Revised Common Lectionary Page for 4 April 2010 (Easter Sunday, Year C)

Acts 10:34-43 or Isaiah 65:17-25 •  Psalm 118:1-2, 14-24 •  1 Corinthians 15:19-26 or Acts 10:34-43 •  John 20:1-18 or Luke 24:1-12

That I can remember, although I’ve likely preached over a hundred sermons, I’ve only preached one on Easter Sunday, and even though it happened almost a decade ago (2001, if I remember right), I still think on it as one of the best I’ve delivered.

Three and a half semesters into my seminary career, I had developed enough vocabulary and had spent enough time with the folks at West Main Street Christian Church that I could preach a sermon that spoke with the help of the scholarly community at the same time that I shaped my message for those people at that moment.  In other words, with my parents and brother in the pews (they were visiting for Easter that year), I really did deliver a sermon I can remember as exemplary for the genre, and that’s saying something for someone who generally finds significant faults with all of his own homiletic work.

Another thing I remember as developing in those years was a tendency in my own theology to overuse the preposition “through.”  I was convinced that one must read the New Testament “through” the Old.  Moreover, I advocated seeing ethics “through” the Christian narrative.  And of course one should read all of the Bible “through” Christ.  Back then, I fear, prepositions were somewhat arbitrary markers in the way I talked about God, nothing like the precise technical sense in which a believer (according to Paul) is a part of the Body of the King and is therefore “in Christ.”  In other words, like many a young grad student, I knew that the intellectual tools were there, and I knew that some of my favorite writers used prepositions in similar ways, and I followed along.

Now, almost a decade later, I’m far more cautious about how I use prepositions, though passages like the Resurrection narrative in Luke remind me that “through” does work when in fact a soul travels from A to C and must spend some time in B to do so.  So I’ll go ahead and say it, cautious as ever that I’m letting my old prepositional sloppiness back into the world: forgivness, in the account of Acts, comes to the nations through Church.

On a surface reading of Acts 10, that much is obvious: Peter quite plainly says that a mysterious election is at play in the spread of the tidings of God’s victory, and the faithfulness that accompanies forgiveness becomes possible because of real human beings’ travels, their delivering real orations in real towns and cities, and the sheer particularity of that election is evident in the fact that many a study Bible produces maps of Paul’s journeys, and those maps are not hard to chart given the emphasis on place in Acts.

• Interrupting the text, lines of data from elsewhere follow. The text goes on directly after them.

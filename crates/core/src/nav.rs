//! Closed-form NAV math for leverage positions.
//!
//! With `k` the tier multiplier (8, 4, 1), `P0` the mint price and `Pt` the
//! reference price:
//!
//! ```text
//! gross = ((k+1)·Pt − P0) · 1e18 / (k·P0)          clamped at 0
//! total = balance · gross / 1e18
//! net   = (total − interest) · 1e18 / balance       0 when interest ≥ total
//! ```
//!
//! Every division floors and every product is checked, matching the contract
//! arithmetic. Inputs the contracts would revert on yield [`NavError::Overflow`].

use crate::u256_math::{wad_div, wad_mul};
use alloy::primitives::U256;
use keeper_chain::{LeverageTier, UnknownLeverageTier};
use thiserror::Error;

/// Inputs the formulas cannot evaluate.
#[derive(Debug, Clone, Copy, PartialEq, Eq, Error)]
pub enum NavError {
    #[error(transparent)]
    UnknownTier(#[from] UnknownLeverageTier),
    #[error("mint price is zero")]
    ZeroMintPrice,
    #[error("balance is zero")]
    ZeroBalance,
    #[error("arithmetic overflow")]
    Overflow,
}

/// Gross NAV per unit of leverage token (1e18).
pub fn gross_nav(tier: LeverageTier, mint_price: U256, price: U256) -> Result<U256, NavError> {
    if mint_price.is_zero() {
        return Err(NavError::ZeroMintPrice);
    }
    let k = U256::from(tier.multiplier());
    let scaled_price = (k + U256::from(1u64))
        .checked_mul(price)
        .ok_or(NavError::Overflow)?;
    if scaled_price <= mint_price {
        return Ok(U256::ZERO);
    }
    let denominator = k.checked_mul(mint_price).ok_or(NavError::Overflow)?;
    wad_div(scaled_price - mint_price, denominator).ok_or(NavError::Overflow)
}

/// Net NAV after deducting accrued interest (1e18).
pub fn net_nav(balance: U256, gross: U256, accrued_interest: U256) -> Result<U256, NavError> {
    if balance.is_zero() {
        return Err(NavError::ZeroBalance);
    }
    let total = wad_mul(balance, gross).ok_or(NavError::Overflow)?;
    if total < accrued_interest {
        return Ok(U256::ZERO);
    }
    wad_div(total - accrued_interest, balance).ok_or(NavError::Overflow)
}

/// Reference price at which gross NAV reaches `threshold`.
///
/// `Pt = (threshold·k·P0 / 1e18 + P0) / (k+1)`. Feeding the result back into
/// [`gross_nav`] lands at most one unit below `threshold`.
pub fn liquidation_price(
    tier: LeverageTier,
    mint_price: U256,
    threshold: U256,
) -> Result<U256, NavError> {
    if mint_price.is_zero() {
        return Err(NavError::ZeroMintPrice);
    }
    let k = U256::from(tier.multiplier());
    let scaled_mint = k.checked_mul(mint_price).ok_or(NavError::Overflow)?;
    let numerator = wad_mul(threshold, scaled_mint)
        .and_then(|term| term.checked_add(mint_price))
        .ok_or(NavError::Overflow)?;
    Ok(numerator / (k + U256::from(1u64)))
}

/// Decode a raw on-chain tier value.
pub fn tier_of(raw: u8) -> Result<LeverageTier, NavError> {
    Ok(LeverageTier::try_from(raw)?)
}
//! Gas pricing strategies for enforcement transactions.
//!
//! Legacy pricing is the default (local dev nodes and most keeper deployments);
//! EIP-1559 can be selected per deployment.
//!
//! # Example
//!
//! ```rust,ignore
//! use keeper_chain::gas::{create_gas_strategy, GasPricing};
//!
//! let strategy = create_gas_strategy(GasPricing::Legacy, 1.0, 100.0, None);
//! let params = strategy.fetch_params(rpc_url).await?;
//! strategy.apply_gas(&mut tx, &params);
//! ```

mod eip1559;
mod legacy;

pub use eip1559::Eip1559GasStrategy;
pub use legacy::LegacyGasStrategy;

use alloy::rpc::types::TransactionRequest;
use anyhow::Result;
use async_trait::async_trait;
use std::fmt::Debug;
use std::str::FromStr;

const WEI_PER_GWEI: f64 = 1e9;

/// Gas pricing model selected in configuration.
#[derive(Debug, Clone, Copy, PartialEq, Eq, Default)]
pub enum GasPricing {
    #[default]
    Legacy,
    Eip1559,
}

impl FromStr for GasPricing {
    type Err = anyhow::Error;

    fn from_str(s: &str) -> Result<Self> {
        match s.to_lowercase().as_str() {
            "legacy" => Ok(GasPricing::Legacy),
            "eip1559" | "eip-1559" => Ok(GasPricing::Eip1559),
            other => anyhow::bail!("unknown gas pricing model: {other}"),
        }
    }
}

/// Gas parameters fetched from the chain.
#[derive(Debug, Clone, PartialEq, Eq)]
pub enum GasParams {
    /// Legacy gas pricing (pre-EIP-1559).
    Legacy {
        /// Gas price in wei.
        gas_price: u128,
    },
    /// EIP-1559 gas pricing.
    Eip1559 {
        /// Maximum fee per gas in wei.
        max_fee_per_gas: u128,
        /// Maximum priority fee per gas in wei.
        max_priority_fee_per_gas: u128,
        /// Base fee of the latest block.
        base_fee: u128,
    },
}

impl GasParams {
    /// Upper bound paid per gas unit.
    pub fn effective_gas_price(&self) -> u128 {
        match self {
            GasParams::Legacy { gas_price } => *gas_price,
            GasParams::Eip1559 {
                max_fee_per_gas, ..
            } => *max_fee_per_gas,
        }
    }
}

/// Fetches gas prices and applies them to transaction requests.
#[async_trait]
pub trait GasStrategy: Send + Sync + Debug {
    /// Fetch current gas parameters from the given RPC URL.
    async fn fetch_params(&self, rpc_url: &str) -> Result<GasParams>;

    /// Set the pricing fields on a transaction request.
    fn apply_gas(&self, tx: &mut TransactionRequest, params: &GasParams);

    /// Strategy name for logging.
    fn strategy_name(&self) -> &'static str;
}

fn gwei_to_wei(gwei: f64) -> u128 {
    (gwei.max(0.0) * WEI_PER_GWEI) as u128
}

/// Build a gas strategy from configuration values (gwei).
///
/// For EIP-1559, `max_gas_price_gwei` caps `max_fee_per_gas` and
/// `priority_fee_gwei` defaults to 2 gwei.
pub fn create_gas_strategy(
    pricing: GasPricing,
    default_gas_price_gwei: f64,
    max_gas_price_gwei: f64,
    priority_fee_gwei: Option<f64>,
) -> Box<dyn GasStrategy> {
    match pricing {
        GasPricing::Eip1559 => {
            let priority_fee = priority_fee_gwei.unwrap_or(2.0);
            Box::new(Eip1559GasStrategy::new(
                gwei_to_wei(priority_fee),
                gwei_to_wei(max_gas_price_gwei),
            ))
        }
        GasPricing::Legacy => Box::new(LegacyGasStrategy::new(
            gwei_to_wei(default_gas_price_gwei),
            gwei_to_wei(max_gas_price_gwei),
        )),
    }
}

#[cfg(test)]
mod tests {
    use super::*;

    #[test]
    fn test_gas_params_effective_price() {
        let legacy = GasParams::Legacy {
            gas_price: 1_000_000_000,
        };
        assert_eq!(legacy.effective_gas_price(), 1_000_000_000);

        let eip1559 = GasParams::Eip1559 {
            max_fee_per_gas: 50_000_000_000,
            max_priority_fee_per_gas: 2_000_000_000,
            base_fee: 30_000_000_000,
        };
        assert_eq!(eip1559.effective_gas_price(), 50_000_000_000);
    }

    #[test]
    fn test_gas_pricing_parse() {
        assert_eq!("Legacy".parse::<GasPricing>().unwrap(), GasPricing::Legacy);
        assert_eq!("eip-1559".parse::<GasPricing>().unwrap(), GasPricing::Eip1559);
        assert_eq!("EIP1559".parse::<GasPricing>().unwrap(), GasPricing::Eip1559);
        assert!("custom".parse::<GasPricing>().is_err());
    }

    #[test]
    fn test_create_gas_strategy() {
        let legacy = create_gas_strategy(GasPricing::Legacy, 1.0, 10.0, None);
        assert_eq!(legacy.strategy_name(), "Legacy");

        let eip1559 = create_gas_strategy(GasPricing::Eip1559, 30.0, 500.0, Some(2.0));
        assert_eq!(eip1559.strategy_name(), "EIP-1559");
    }

    #[test]
    fn test_gwei_conversion() {
        assert_eq!(gwei_to_wei(1.5), 1_500_000_000);
        assert_eq!(gwei_to_wei(-3.0), 0);
    }
}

In a slightly more philosophical-theological register, that Jesus rarely uses the Greek word ekklesia and never the Latin religio is hard to dispute given the gospel texts, but even harder to dispute is that, when Peter and Paul and Philip travel the Mediterranean rim proclaiming  the victory of God’s anointed King, one of their first impulses was to establish new communities, governed by elders just as the old tribes of Jacob were, dedicated to koinonia and to teaching and to the breaking of bread and to common gatherings.  They might not have dressed like Texas politicians (as do Texas Baptists, in the famous formula of Stan Hauerwas), but in some manner, and following some conventions, they did gather often enough that, by the time the word cirice (the earliest Church-cognate I’m aware of) enters the early English language, it refers as often to the halls erected for common gathering as it does to the people gathered there.

Now I’m not one to say that God must do that or that God can’t do that, but looking at the actual text of Acts and the actual texts of early English Christianity, what strikes me about both contexts is that proclaiming Christ crucified and resurrected is always central, and the forms of common life grow up around the proclamation.  Although “humanity is a political animal” is not at its root a Christian claim (it comes from the text either of Plato or Aristotle, but not from both), nonetheless the proclamation of Christ’s resurrection always brings with it neither simple dissolution of this or that political order nor slavish adherence to tribe or synagogue or Athenian ekklesia but, to paraphrase Isaiah 65, a community in which God creates Jerusalem to be a joy.

By no means would I minimize the pain and sorrow that have come at the hands of this or that iteration of Church through the ages.  By no means will I deny that Church is not only an outgrowth of divine forgiveness or the means by which hear about divine forgiveness but also the place where God would show the world what love looks like.  Such is the complexity that arises when the Creator of Heaven and Earth puts treasure in earthen vessels.